• [THE PROBLEM]: Write out the stretch of lines below that begins at the line with "for (lineno, raw)" and ends at the line with "let id = key.split('-').next().unwrap_or(key);", including both, exactly as given and nothing more.

Collection entries:

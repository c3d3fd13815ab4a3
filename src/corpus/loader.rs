// Corpus loader for tab-separated blog segment files.
//
// Each line is `<id>-<segment>\t<body fragment>`. Fragments sharing an id
// prefix are concatenated into one document. A blank line ends the file:
// anything after it is ignored, even if it looks like more records.

use std::path::{Path, PathBuf};

use anyhow::{Context, Result};
use encoding_rs::Encoding;
use tracing::{debug, info};

use super::document::Corpus;

/// Options controlling how segment files are read.
#[derive(Debug, Clone)]
pub struct LoaderOptions {
    /// Text encoding of the corpus files
    pub encoding: &'static Encoding,
    /// Register each document on its first fragment without keeping that
    /// fragment (the blog title line in KNBC).
    pub skip_title_fragment: bool,
}

impl Default for LoaderOptions {
    fn default() -> Self {
        Self {
            encoding: encoding_rs::EUC_JP,
            skip_title_fragment: false,
        }
    }
}

impl LoaderOptions {
    /// Build options from a WHATWG encoding label such as "euc-jp" or "utf-8".
    pub fn with_encoding_label(label: &str, skip_title_fragment: bool) -> Result<Self> {
        let encoding = Encoding::for_label(label.trim().as_bytes())
            .with_context(|| format!("Unknown text encoding label: {label:?}"))?;
        Ok(Self {
            encoding,
            skip_title_fragment,
        })
    }
}

/// Expand a glob pattern into a sorted list of files.
///
/// Zero matches is an error rather than an empty corpus, so a mistyped path
/// never turns into a silently "successful" empty run.
pub fn corpus_files(pattern: &str) -> Result<Vec<PathBuf>> {
    let entries =
        glob::glob(pattern).with_context(|| format!("Invalid corpus glob pattern: {pattern}"))?;

    let mut paths = Vec::new();
    for entry in entries {
        let path = entry.context("Failed to read a corpus path")?;
        if path.is_file() {
            paths.push(path);
        }
    }
    paths.sort();

    if paths.is_empty() {
        anyhow::bail!("No corpus files match pattern {pattern}");
    }
    Ok(paths)
}

/// Load every file matching `pattern` into a single corpus.
pub fn load_corpus(pattern: &str, options: &LoaderOptions) -> Result<Corpus> {
    let paths = corpus_files(pattern)?;
    let mut corpus = Corpus::new();

    for path in &paths {
        let text = read_file(path, options.encoding)?;
        let lines = parse_segments(&text, &mut corpus, options.skip_title_fragment)
            .with_context(|| format!("Failed to parse corpus file {}", path.display()))?;
        debug!(path = %path.display(), lines, "Parsed corpus file");
    }

    if corpus.is_empty() {
        anyhow::bail!(
            "Corpus is empty: {} file(s) matched {pattern} but none held a record before the first blank line",
            paths.len()
        );
    }

    info!(
        files = paths.len(),
        documents = corpus.len(),
        "Loaded corpus"
    );
    Ok(corpus)
}

/// Read a file and decode it strictly: malformed byte sequences are an
/// error, never replacement characters.
pub fn read_file(path: &Path, encoding: &'static Encoding) -> Result<String> {
    let bytes = std::fs::read(path)
        .with_context(|| format!("Failed to read corpus file {}", path.display()))?;

    match encoding.decode_without_bom_handling_and_without_replacement(&bytes) {
        Some(text) => Ok(text.into_owned()),
        None => anyhow::bail!(
            "Corpus file {} is not valid {}",
            path.display(),
            encoding.name()
        ),
    }
}

/// Parse the decoded contents of one segment file into `corpus`.
///
/// Returns the number of lines consumed before the first blank line
/// (or end of input).
pub fn parse_segments(text: &str, corpus: &mut Corpus, skip_title_fragment: bool) -> Result<usize> {
    let mut consumed = 0;

    for (lineno, raw) in text.split('\n').enumerate() {
        let line = raw.strip_suffix('\r').unwrap_or(raw);
        if line.is_empty() {
            break;
        }

        let mut fields = line.split('\t');
        let key = fields.next().unwrap_or_default();
        let Some(body) = fields.next() else {
            anyhow::bail!(
                "Malformed corpus line {} (no tab separator): {:?}",
                lineno + 1,
                line
            );
        };

        let id = key.split('-').next().unwrap_or(key);
        if skip_title_fragment && corpus.ensure(id) {
            consumed += 1;
            continue;
        }
        corpus.append(id, body);
        consumed += 1;
    }

    Ok(consumed)
}
// Corpus loading: tagged blog segments reassembled into whole documents.

pub mod document;
pub mod loader;
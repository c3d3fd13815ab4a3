use std::env;
use std::path::PathBuf;
use std::str::FromStr;
use std::time::Duration;

use anyhow::{Context, Result};

/// SlothLib's Japanese stopword list.
pub const DEFAULT_STOPWORDS_URL: &str =
    "http://svn.sourceforge.jp/svnroot/slothlib/CSharp/Version1/SlothLib/NLP/Filter/StopWord/word/Japanese.txt";

/// Where the KNBC corpus lands when the archive is unpacked next to the binary.
pub const DEFAULT_CORPUS_GLOB: &str = "./KNBC_v1.0_090925/corpus2/*.tsv";

/// The four blog categories of the KNBC corpus.
pub const KNBC_CATEGORIES: [&str; 4] = ["Kyoto", "Gourmet", "Keitai", "Sports"];

/// Where the stopword list comes from.
#[derive(Debug, Clone, PartialEq)]
pub enum StopwordBackend {
    /// Newline-delimited list fetched over HTTP (default)
    Remote,
    /// The `stop-words` crate's bundled Japanese list, no network needed
    Builtin,
}

/// Central configuration for one analysis run.
///
/// `Default` carries the constants of the reference run; `load()` overlays
/// `JATOPICS_*` environment variables on top. The .env file is loaded
/// at startup via dotenvy.
#[derive(Debug, Clone)]
pub struct Config {
    /// Glob pattern matching the corpus `*.tsv` files
    pub corpus_glob: String,
    /// WHATWG label of the corpus text encoding (e.g. "euc-jp")
    pub corpus_encoding: String,
    /// Drop the first fragment of every document (the blog title)
    pub skip_title_fragment: bool,
    /// IPADIC-format system dictionary (`.dic` or `.dic.zst`)
    pub dictionary_path: PathBuf,
    pub stopword_backend: StopwordBackend,
    pub stopwords_url: String,
    /// Whether the stopword list is applied as a token filter. Off by default:
    /// the list is fetched but left out of the filter chain.
    pub apply_stopwords: bool,
    pub http_timeout: Duration,
    /// Terms in fewer documents than this are dropped from the vocabulary
    pub no_below: usize,
    /// Terms in more than this fraction of documents are dropped
    pub no_above: f64,
    /// Upper bound on vocabulary size after extreme-frequency filtering
    pub keep_n: usize,
    pub num_topics: usize,
    pub seed: u64,
    /// Upper bound on LDA training iterations
    pub iterations: usize,
    /// Number of terms shown per topic
    pub top_terms: usize,
    /// Categories that always get a row in the topic count table
    pub categories: Vec<String>,
}

impl Default for Config {
    fn default() -> Self {
        Self {
            corpus_glob: DEFAULT_CORPUS_GLOB.to_string(),
            corpus_encoding: "euc-jp".to_string(),
            skip_title_fragment: false,
            dictionary_path: default_dictionary_path(),
            stopword_backend: StopwordBackend::Remote,
            stopwords_url: DEFAULT_STOPWORDS_URL.to_string(),
            apply_stopwords: false,
            http_timeout: Duration::from_secs(10),
            no_below: 3,
            no_above: 0.4,
            keep_n: 100_000,
            num_topics: 4,
            seed: 1,
            iterations: 100,
            top_terms: 10,
            categories: KNBC_CATEGORIES.iter().map(|c| c.to_string()).collect(),
        }
    }
}

/// Default location of the system dictionary:
/// ~/.local/share/jatopics/system.dic on Linux.
pub fn default_dictionary_path() -> PathBuf {
    dirs::data_dir()
        .unwrap_or_else(|| PathBuf::from("."))
        .join("jatopics")
        .join("system.dic")
}

impl Config {
    /// Load configuration from environment variables, falling back to the
    /// defaults for anything unset.
    pub fn load() -> Result<Self> {
        let defaults = Self::default();

        let stopword_backend = match env::var("JATOPICS_STOPWORDS").as_deref() {
            Ok("builtin") => StopwordBackend::Builtin,
            // "remote" or unset both default to the HTTP list
            _ => StopwordBackend::Remote,
        };

        let categories = match env::var("JATOPICS_CATEGORIES") {
            Ok(raw) => raw
                .split(',')
                .map(str::trim)
                .filter(|c| !c.is_empty())
                .map(str::to_string)
                .collect(),
            Err(_) => defaults.categories,
        };

        let config = Self {
            corpus_glob: env::var("JATOPICS_CORPUS_GLOB").unwrap_or(defaults.corpus_glob),
            corpus_encoding: env::var("JATOPICS_ENCODING").unwrap_or(defaults.corpus_encoding),
            skip_title_fragment: env_or("JATOPICS_SKIP_TITLE", defaults.skip_title_fragment)?,
            dictionary_path: env::var("JATOPICS_DICTIONARY")
                .map(PathBuf::from)
                .unwrap_or(defaults.dictionary_path),
            stopword_backend,
            stopwords_url: env::var("JATOPICS_STOPWORDS_URL").unwrap_or(defaults.stopwords_url),
            apply_stopwords: env_or("JATOPICS_APPLY_STOPWORDS", defaults.apply_stopwords)?,
            http_timeout: Duration::from_secs(env_or(
                "JATOPICS_HTTP_TIMEOUT_SECS",
                defaults.http_timeout.as_secs(),
            )?),
            no_below: env_or("JATOPICS_NO_BELOW", defaults.no_below)?,
            no_above: env_or("JATOPICS_NO_ABOVE", defaults.no_above)?,
            keep_n: env_or("JATOPICS_KEEP_N", defaults.keep_n)?,
            num_topics: env_or("JATOPICS_TOPICS", defaults.num_topics)?,
            seed: env_or("JATOPICS_SEED", defaults.seed)?,
            iterations: env_or("JATOPICS_ITERATIONS", defaults.iterations)?,
            top_terms: env_or("JATOPICS_TOP_TERMS", defaults.top_terms)?,
            categories,
        };

        config.validate()?;
        Ok(config)
    }

    /// Reject parameter combinations the model cannot work with.
    pub fn validate(&self) -> Result<()> {
        if self.num_topics == 0 {
            anyhow::bail!("num_topics must be at least 1");
        }
        if !(self.no_above > 0.0 && self.no_above <= 1.0) {
            anyhow::bail!("no_above must be in (0, 1], got {}", self.no_above);
        }
        if self.iterations == 0 {
            anyhow::bail!("iterations must be at least 1");
        }
        Ok(())
    }

    /// Check that the morphological dictionary exists.
    /// Call this before any operation that tokenizes text.
    pub fn require_dictionary(&self) -> Result<()> {
        if !self.dictionary_path.exists() {
            anyhow::bail!(
                "Dictionary file not found at {}\n\
                 Download an IPADIC dictionary for vibrato and point \
                 JATOPICS_DICTIONARY (or --dictionary) at it.",
                self.dictionary_path.display()
            );
        }
        Ok(())
    }
}

fn env_or<T>(key: &str, default: T) -> Result<T>
where
    T: FromStr,
    T::Err: std::error::Error + Send + Sync + 'static,
{
    match env::var(key) {
        Ok(raw) => parse_value(key, &raw),
        Err(_) => Ok(default),
    }
}

fn parse_value<T>(key: &str, raw: &str) -> Result<T>
where
    T: FromStr,
    T::Err: std::error::Error + Send + Sync + 'static,
{
    raw.trim()
        .parse()
        .with_context(|| format!("Invalid value for {key}: {raw:?}"))
}

#[cfg(test)]
mod tests {
    use super::*;

    #[test]
    fn test_defaults_match_reference_run() {
        let config = Config::default();
        assert_eq!(config.num_topics, 4);
        assert_eq!(config.seed, 1);
        assert_eq!(config.no_below, 3);
        assert!((config.no_above - 0.4).abs() < f64::EPSILON);
        assert_eq!(config.http_timeout, Duration::from_secs(10));
        assert!(!config.apply_stopwords);
        assert_eq!(config.categories.len(), 4);
        assert!(config.validate().is_ok());
    }

    #[test]
    fn test_validate_rejects_zero_iterations() {
        let config = Config {
            iterations: 0,
            ..Config::default()
        };
        assert!(config.validate().is_err());
    }

    #[test]
    fn test_validate_rejects_zero_topics() {
        let config = Config {
            num_topics: 0,
            ..Config::default()
        };
        assert!(config.validate().is_err());
    }

    #[test]
    fn test_validate_rejects_out_of_range_no_above() {
        for no_above in [0.0, -0.1, 1.5] {
            let config = Config {
                no_above,
                ..Config::default()
            };
            assert!(config.validate().is_err(), "no_above={no_above} accepted");
        }
    }

    #[test]
    fn test_parse_value_reports_key() {
        let err = parse_value::<usize>("JATOPICS_TOPICS", "four").unwrap_err();
        assert!(err.to_string().contains("JATOPICS_TOPICS"));
    }

    #[test]
    fn test_default_dictionary_path_is_under_jatopics() {
        let path = default_dictionary_path();
        let path_str = path.to_string_lossy();
        assert!(
            path_str.contains("jatopics") && path_str.ends_with("system.dic"),
            "Expected path containing jatopics/system.dic, got: {path_str}"
        );
    }

    #[test]
    fn test_require_dictionary_fails_when_missing() {
        let config = Config {
            dictionary_path: std::env::temp_dir().join("jatopics-test-nonexistent.dic"),
            ..Config::default()
        };
        assert!(config.require_dictionary().is_err());
    }
}
// Stopword list: fetched from a remote newline-delimited file, or taken
// from the `stop-words` crate when running offline.
//
// The fetch is a single attempt with a bounded timeout. Whether the list
// actually filters tokens is decided by the caller (see Config::apply_stopwords).

use std::time::Duration;

use anyhow::{Context, Result};
use reqwest::Client;
use stop_words::{get, LANGUAGE};
use tracing::{debug, info};

use crate::config::{Config, StopwordBackend};

/// Where to get the stopword list from.
#[derive(Debug, Clone)]
pub enum StopwordSource {
    Remote { url: String, timeout: Duration },
    Builtin,
}

impl StopwordSource {
    pub fn from_config(config: &Config) -> Self {
        match config.stopword_backend {
            StopwordBackend::Remote => Self::Remote {
                url: config.stopwords_url.clone(),
                timeout: config.http_timeout,
            },
            StopwordBackend::Builtin => Self::Builtin,
        }
    }

    pub async fn load(&self) -> Result<Vec<String>> {
        let words = match self {
            Self::Remote { url, timeout } => fetch_stopwords(url, *timeout).await?,
            Self::Builtin => builtin_stopwords(),
        };
        info!(count = words.len(), "Loaded stopwords");
        Ok(words)
    }
}

/// Fetch a newline-delimited stopword list over HTTP.
pub async fn fetch_stopwords(url: &str, timeout: Duration) -> Result<Vec<String>> {
    let client = Client::builder()
        .timeout(timeout)
        .build()
        .context("Failed to build HTTP client")?;

    let response = client
        .get(url)
        .send()
        .await
        .with_context(|| format!("Failed to fetch stopwords from {url}"))?;

    if !response.status().is_success() {
        anyhow::bail!("Stopword server returned {} for {}", response.status(), url);
    }

    let body = response
        .text()
        .await
        .with_context(|| format!("Failed to read stopword response from {url}"))?;

    debug!(bytes = body.len(), "Fetched stopword list");
    Ok(parse_stopwords(&body))
}

/// Split a stopword file into entries. Handles both `\r\n` and `\n`
/// line endings and drops blank entries.
pub fn parse_stopwords(body: &str) -> Vec<String> {
    body.lines()
        .map(str::trim)
        .filter(|w| !w.is_empty())
        .map(str::to_string)
        .collect()
}

/// Japanese stopwords bundled with the `stop-words` crate.
pub fn builtin_stopwords() -> Vec<String> {
    get(LANGUAGE::Japanese)
}
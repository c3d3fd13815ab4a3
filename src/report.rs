// Topic count table and the serializable analysis report.
//
// The table answers "which topic dominates each category's documents":
// one row per category, one counter per topic, every document counted once.
// Rows keep the seeded category order, then first-appearance order for
// categories that only show up in the corpus.

use anyhow::{Context, Result};
use chrono::{DateTime, Utc};
use serde::Serialize;

use crate::model::traits::TopicTerms;

#[derive(Debug, Clone, PartialEq, Serialize)]
pub struct CategoryRow {
    pub category: String,
    pub counts: Vec<u32>,
}

#[derive(Debug, Clone, PartialEq, Serialize)]
pub struct TopicCountTable {
    num_topics: usize,
    rows: Vec<CategoryRow>,
}

impl TopicCountTable {
    /// An all-zero table with a row for each of `categories`, in the given
    /// order. Repeated names keep their first position.
    pub fn new<S: AsRef<str>>(num_topics: usize, categories: &[S]) -> Self {
        let mut table = Self {
            num_topics,
            rows: Vec::with_capacity(categories.len()),
        };
        for category in categories {
            table.row_mut(category.as_ref());
        }
        table
    }

    fn row_mut(&mut self, category: &str) -> &mut Vec<u32> {
        let index = match self.rows.iter().position(|r| r.category == category) {
            Some(i) => i,
            None => {
                self.rows.push(CategoryRow {
                    category: category.to_string(),
                    counts: vec![0; self.num_topics],
                });
                self.rows.len() - 1
            }
        };
        &mut self.rows[index].counts
    }

    /// Count one document of `category` whose dominant topic is `topic`.
    /// Unknown categories get a fresh row.
    pub fn increment(&mut self, category: &str, topic: usize) -> Result<()> {
        if topic >= self.num_topics {
            anyhow::bail!(
                "Topic index {topic} out of range for {} topics",
                self.num_topics
            );
        }
        self.row_mut(category)[topic] += 1;
        Ok(())
    }

    pub fn row(&self, category: &str) -> Option<&[u32]> {
        self.rows
            .iter()
            .find(|r| r.category == category)
            .map(|r| r.counts.as_slice())
    }

    /// Rows in table order: seeded categories first, then new ones as seen.
    pub fn rows(&self) -> impl Iterator<Item = (&str, &[u32])> {
        self.rows
            .iter()
            .map(|r| (r.category.as_str(), r.counts.as_slice()))
    }

    pub fn num_topics(&self) -> usize {
        self.num_topics
    }

    /// Sum over every category and topic: the number of documents counted.
    pub fn total(&self) -> u64 {
        self.rows
            .iter()
            .flat_map(|r| r.counts.iter())
            .map(|&n| n as u64)
            .sum()
    }
}

/// Everything a run produces, in a form that can be written to JSON.
#[derive(Debug, Clone, Serialize)]
pub struct AnalysisReport {
    pub generated_at: DateTime<Utc>,
    pub document_count: usize,
    pub token_count: usize,
    pub vocabulary_size: usize,
    pub topics: Vec<TopicTerms>,
    pub topic_counts: TopicCountTable,
}

impl AnalysisReport {
    pub fn to_json(&self) -> Result<String> {
        serde_json::to_string_pretty(self).context("Failed to serialize analysis report")
    }

    pub fn write_json(&self, path: &std::path::Path) -> Result<()> {
        let json = self.to_json()?;
        std::fs::write(path, json)
            .with_context(|| format!("Failed to write report to {}", path.display()))
    }
}

#[cfg(test)]
mod tests {
    use super::*;

    #[test]
    fn test_new_table_is_all_zero() {
        let table = TopicCountTable::new(4, &["Kyoto", "Sports"]);
        assert_eq!(table.row("Kyoto"), Some(&[0, 0, 0, 0][..]));
        assert_eq!(table.total(), 0);
    }

    #[test]
    fn test_increment_known_and_new_categories() {
        let mut table = TopicCountTable::new(2, &["Kyoto"]);
        table.increment("Kyoto", 1).unwrap();
        table.increment("Kyoto", 1).unwrap();
        table.increment("Gourmet", 0).unwrap();

        assert_eq!(table.row("Kyoto"), Some(&[0, 2][..]));
        assert_eq!(table.row("Gourmet"), Some(&[1, 0][..]));
        assert_eq!(table.total(), 3);
    }

    #[test]
    fn test_increment_rejects_bad_topic() {
        let mut table = TopicCountTable::new(2, &["Kyoto"]);
        assert!(table.increment("Kyoto", 2).is_err());
        assert_eq!(table.total(), 0);
    }

    #[test]
    fn test_rows_keep_seed_then_appearance_order() {
        let mut table = TopicCountTable::new(1, &["Kyoto", "Gourmet", "Keitai", "Sports", "Kyoto"]);
        table.increment("Travel", 0).unwrap();
        table.increment("Anime", 0).unwrap();
        table.increment("Gourmet", 0).unwrap();

        let names: Vec<&str> = table.rows().map(|(c, _)| c).collect();
        assert_eq!(names, vec!["Kyoto", "Gourmet", "Keitai", "Sports", "Travel", "Anime"]);
    }

    #[test]
    fn test_report_json_contains_counts() {
        let mut topic_counts = TopicCountTable::new(2, &["Kyoto"]);
        topic_counts.increment("Kyoto", 0).unwrap();
        let report = AnalysisReport {
            generated_at: Utc::now(),
            document_count: 1,
            token_count: 3,
            vocabulary_size: 2,
            topics: vec![TopicTerms {
                topic: 0,
                terms: vec![("寺".to_string(), 0.5)],
            }],
            topic_counts,
        };
        let json: serde_json::Value = serde_json::from_str(&report.to_json().unwrap()).unwrap();
        assert_eq!(json["topic_counts"]["rows"][0]["category"], "Kyoto");
        assert_eq!(json["topic_counts"]["rows"][0]["counts"][0], 1);
        assert_eq!(json["topics"][0]["terms"][0][0], "寺");
    }
}
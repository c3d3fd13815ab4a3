// Vibrato-backed morphological analyzer.
//
// Loads an IPADIC-format system dictionary, either a plain `.dic` or a
// zstd-compressed `.dic.zst` (decompressed into vibrato's cache on first
// use). IPADIC features are comma-separated:
//
//   品詞,品詞細分類1,品詞細分類2,品詞細分類3,活用型,活用形,原形,読み,発音
//
// so the POS hierarchy is fields 0..4 and the base form is field 6.

use std::path::Path;

use anyhow::Result;
use tracing::info;
use vibrato_rkyv::{CacheStrategy, Dictionary, LoadMode, Tokenizer};

use super::traits::{Morpheme, MorphologicalAnalyzer};

const POS_FIELDS: usize = 4;
const BASE_FORM_FIELD: usize = 6;

pub struct VibratoAnalyzer {
    tokenizer: Tokenizer,
}

impl VibratoAnalyzer {
    /// Load the system dictionary at `path`.
    pub fn load(path: &Path) -> Result<Self> {
        if !path.exists() {
            anyhow::bail!("Dictionary file not found at {}", path.display());
        }

        let is_zstd = path.extension().is_some_and(|ext| ext == "zst");
        let dictionary = if is_zstd {
            Dictionary::from_zstd(path, CacheStrategy::GlobalCache)
                .map_err(|e| anyhow::anyhow!("Failed to load dictionary {}: {e}", path.display()))?
        } else {
            Dictionary::from_path(path, LoadMode::Validate)
                .map_err(|e| anyhow::anyhow!("Failed to load dictionary {}: {e}", path.display()))?
        };

        info!(path = %path.display(), "Loaded morphological dictionary");
        Ok(Self {
            tokenizer: Tokenizer::new(dictionary),
        })
    }
}

impl MorphologicalAnalyzer for VibratoAnalyzer {
    fn analyze(&self, text: &str) -> Result<Vec<Morpheme>> {
        let mut worker = self.tokenizer.new_worker();
        worker.reset_sentence(text);
        worker.tokenize();

        Ok(worker
            .token_iter()
            .map(|token| morpheme_from_ipadic(token.surface(), token.feature()))
            .collect())
    }
}

/// Build a morpheme from an IPADIC feature string.
///
/// Unknown words carry `*` (or nothing) in the base-form slot; those fall
/// back to the surface form.
pub fn morpheme_from_ipadic(surface: &str, feature: &str) -> Morpheme {
    let fields: Vec<&str> = feature.split(',').collect();

    let part_of_speech = fields
        .iter()
        .take(POS_FIELDS)
        .copied()
        .collect::<Vec<_>>()
        .join(",");

    let base_form = match fields.get(BASE_FORM_FIELD) {
        Some(&base) if !base.is_empty() && base != "*" => base,
        _ => surface,
    };

    Morpheme::new(surface, &part_of_speech, base_form)
}

#[cfg(test)]
mod tests {
    use super::*;

    #[test]
    fn test_ipadic_inflected_verb() {
        let m = morpheme_from_ipadic("行っ", "動詞,自立,*,*,五段・カ行促音便,連用タ接続,行く,イッ,イッ");
        assert_eq!(m.surface, "行っ");
        assert_eq!(m.part_of_speech, "動詞,自立,*,*");
        assert_eq!(m.base_form, "行く");
    }

    #[test]
    fn test_ipadic_unknown_word_falls_back_to_surface() {
        let m = morpheme_from_ipadic("ケータイ", "名詞,一般,*,*,*,*,*");
        assert_eq!(m.base_form, "ケータイ");

        let short = morpheme_from_ipadic("ほげ", "名詞,サ変接続");
        assert_eq!(short.part_of_speech, "名詞,サ変接続");
        assert_eq!(short.base_form, "ほげ");
    }

    #[test]
    fn test_load_missing_dictionary_fails() {
        let path = std::env::temp_dir().join("jatopics-test-missing.dic");
        assert!(VibratoAnalyzer::load(&path).is_err());
    }
}
// Tokenizer traits: swap-ready abstractions.
//
// `MorphologicalAnalyzer` is the dictionary-backed segmenter (vibrato in
// production, a fake in tests). `Tokenize` is what the pipeline consumes:
// raw text in, normalized lemmas out.

use anyhow::Result;

/// A single token as produced by the morphological analyzer.
#[derive(Debug, Clone, PartialEq)]
pub struct Morpheme {
    /// Text as it appears in the input
    pub surface: String,
    /// Comma-joined part-of-speech hierarchy, e.g. `名詞,一般,*,*`
    pub part_of_speech: String,
    /// Dictionary (lemma) form, e.g. `行く` for `行っ`
    pub base_form: String,
}

impl Morpheme {
    pub fn new(surface: &str, part_of_speech: &str, base_form: &str) -> Self {
        Self {
            surface: surface.to_string(),
            part_of_speech: part_of_speech.to_string(),
            base_form: base_form.to_string(),
        }
    }
}

/// Segments text into morphemes.
pub trait MorphologicalAnalyzer {
    fn analyze(&self, text: &str) -> Result<Vec<Morpheme>>;
}

/// Turns raw document text into a sequence of lemmas.
pub trait Tokenize {
    fn tokenize(&self, text: &str) -> Result<Vec<String>>;
}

• [PROBLEM SOLUTION]:
    for (lineno, raw) in text.split('\n').enumerate() {
        let line = raw.strip_suffix('\r').unwrap_or(raw);
        if line.is_empty() {
            break;
        }

        let mut fields = line.split('\t');
        let key = fields.next().unwrap_or_default();
        let Some(body) = fields.next() else {
            anyhow::bail!(
                "Malformed corpus line {} (no tab separator): {:?}",
                lineno + 1,
                line
            );
        };

        let id = key.split('-').next().unwrap_or(key);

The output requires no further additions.